Dele Momodu: Another homecoming to Nairobi Kenya

Fellow Africans, to say I love Africa is an understatement. It baffles me how most Africans hardly know Africa outside their individual domain. The owners of Africa hardly appreciate the beauty of their own continent. The knowledge of Africa is usually from other people’s narrative and perspectives. The best library collections about Africa belong elsewhere in far-flung places. Africans were kidnapped, stolen and forced into slavery centuries ago. Today, we are forced into voluntary slavery due to our lack of visionary leaders willing to turn the misfortunes of Africa to prosperity. The slave mentality has refused to leave us.

I read so much about colonialism and neo-colonialism in the novels and essays of the famous Kenya author, Ngugi wa Thiong’o, who is certainly one of my favourite African writers. I was endlessly fascinated by the stories of the Mau Mau struggle for Independence. I bought and devoured Weep Not, Child; The River Between; A Grain of Wheat; Petals of Blood; Devil on the Cross; Decolonising the Mind; Writers in Politics; Detained; The Trial of Dedan Kimathi and Homecoming. I read and re-read Homecoming. I wonder what took over our brains in Africa that we stopped reading the African Writers Series, which was published and popularised by Heinemann Books, in those good old days. At least, it helped to introduce Africa to Africans. I knew so much about Kenya long before I ever visited one of the most popular tourist destinations in Africa by reading Ngugi, Meja Mwangi, Jaramogi Ajuma Oginga Odinga, Jomo Kenyatta’s (his monumental book Facing Mount Kenya is superlative) and others.
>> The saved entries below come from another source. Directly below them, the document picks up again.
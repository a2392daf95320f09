/*!
# SELECT Statement Parsing

Parses a complete `SELECT` statement, at the top level or nested inside parentheses:

```sql
SELECT [DISTINCT] select_list
FROM stream [, stream ...]
[WHERE expr]
[GROUP BY expr [, expr ...]]
[HAVING expr]
[ORDER BY expr [ASC|DESC] [, ...]]
```

Streams (event filters, patterns, method invocations, derived sub-selects) and their
views are handled in `clauses.rs`.
*/

use super::common::TokenParser;
use super::TokenType;
use crate::eventql::sql::ast::{SelectItem, SelectStatement};
use crate::eventql::sql::error::QueryResult;

impl<'a> TokenParser<'a> {
    pub(super) fn parse_select_statement(&mut self) -> QueryResult<SelectStatement> {
        self.expect(TokenType::Select)?;
        let distinct = self.consume_if(TokenType::Distinct);
        let select = self.parse_select_list()?;

        self.expect(TokenType::From)?;
        let mut from = vec![self.parse_stream()?];
        while self.consume_if(TokenType::Comma) {
            from.push(self.parse_stream()?);
        }

        let where_clause = if self.consume_if(TokenType::Where) {
            Some(self.parse_expression()?)
        } else {
            None
        };

        let group_by = if self.at(TokenType::Group) {
            self.parse_group_by_list()?
        } else {
            Vec::new()
        };

        let having = if self.consume_if(TokenType::Having) {
            Some(self.parse_expression()?)
        } else {
            None
        };

        let order_by = if self.at(TokenType::Order) {
            self.parse_order_by_list()?
        } else {
            Vec::new()
        };

        Ok(SelectStatement {
            distinct,
            select,
            from,
            where_clause,
            group_by,
            having,
            order_by,
        })
    }

    /// A `SELECT` nested in an expression or a FROM clause, bounded by the configured depth.
    pub(super) fn parse_nested_select(&mut self) -> QueryResult<SelectStatement> {
        self.enter_subquery()?;
        let statement = self.parse_select_statement();
        self.leave_subquery();
        statement
    }

    fn parse_select_list(&mut self) -> QueryResult<Vec<SelectItem>> {
        let mut items = Vec::new();
        loop {
            if self.consume_if(TokenType::Asterisk) {
                items.push(SelectItem::Wildcard);
            } else {
                let expr = self.parse_expression()?;
                let alias = if self.consume_if(TokenType::As) {
                    Some(self.expect_identifier()?)
                } else if self.at(TokenType::Identifier) {
                    Some(self.expect_identifier()?)
                } else {
                    None
                };
                items.push(SelectItem::Expression { expr, alias });
            }

            if !self.consume_if(TokenType::Comma) {
                break;
            }
        }
        Ok(items)
    }
}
I got introduced to Ghana through reading African authors, Ayi Kwei Armah, Kofi Awoonor, Kwame Nkrumah, Ama Ata Aidoo, Kwesi Brew, Adu Boahen (historian), Kwesi A Dickson (former President of the Methodist Church of Ghana and President of the All Africa Council of Churches) and others; Cameroon through Mongo Beti, Ferdinand Oyono, Mbella Sonne Dipoko and others; Senegal through Mariama Ba, Sembene Ousmane, Leopold Sedar Senghor, Birago Diop, Kamara Laye, Cheikh Hamidou Kane, Aminata Sow Fall, David Diop and many others; Egypt through Nawal El Saadawi, Naguib Mahfouz and Tawfiq al-Hakim; others knew Nigeria through Chinua Achebe, Wole Soyinka, Cyprian Ekwensi, Chukwuemeka Ike, Elechi Amadi, Buchi Emecheta, Amos Tutuola, J. P. Clark, Flora Nwapa, Ola Rotimi, Kole Omotoso, Christopher Okigbo, Mabel Segun, Zaynab Alkali, Gabriel Okara, T. M. Aluko, Molara Ogundipe, Niyi Osundare, Ken Saro-Wiwa, Festus Iyayi, Femi Osofisan, Ben Okri, John Munonye, D.O. Fagunwa, Chimamanda Ngozi Adichie, Biyi Bandele and a long list of distinguished writers. Wow, I feel so nostalgic today.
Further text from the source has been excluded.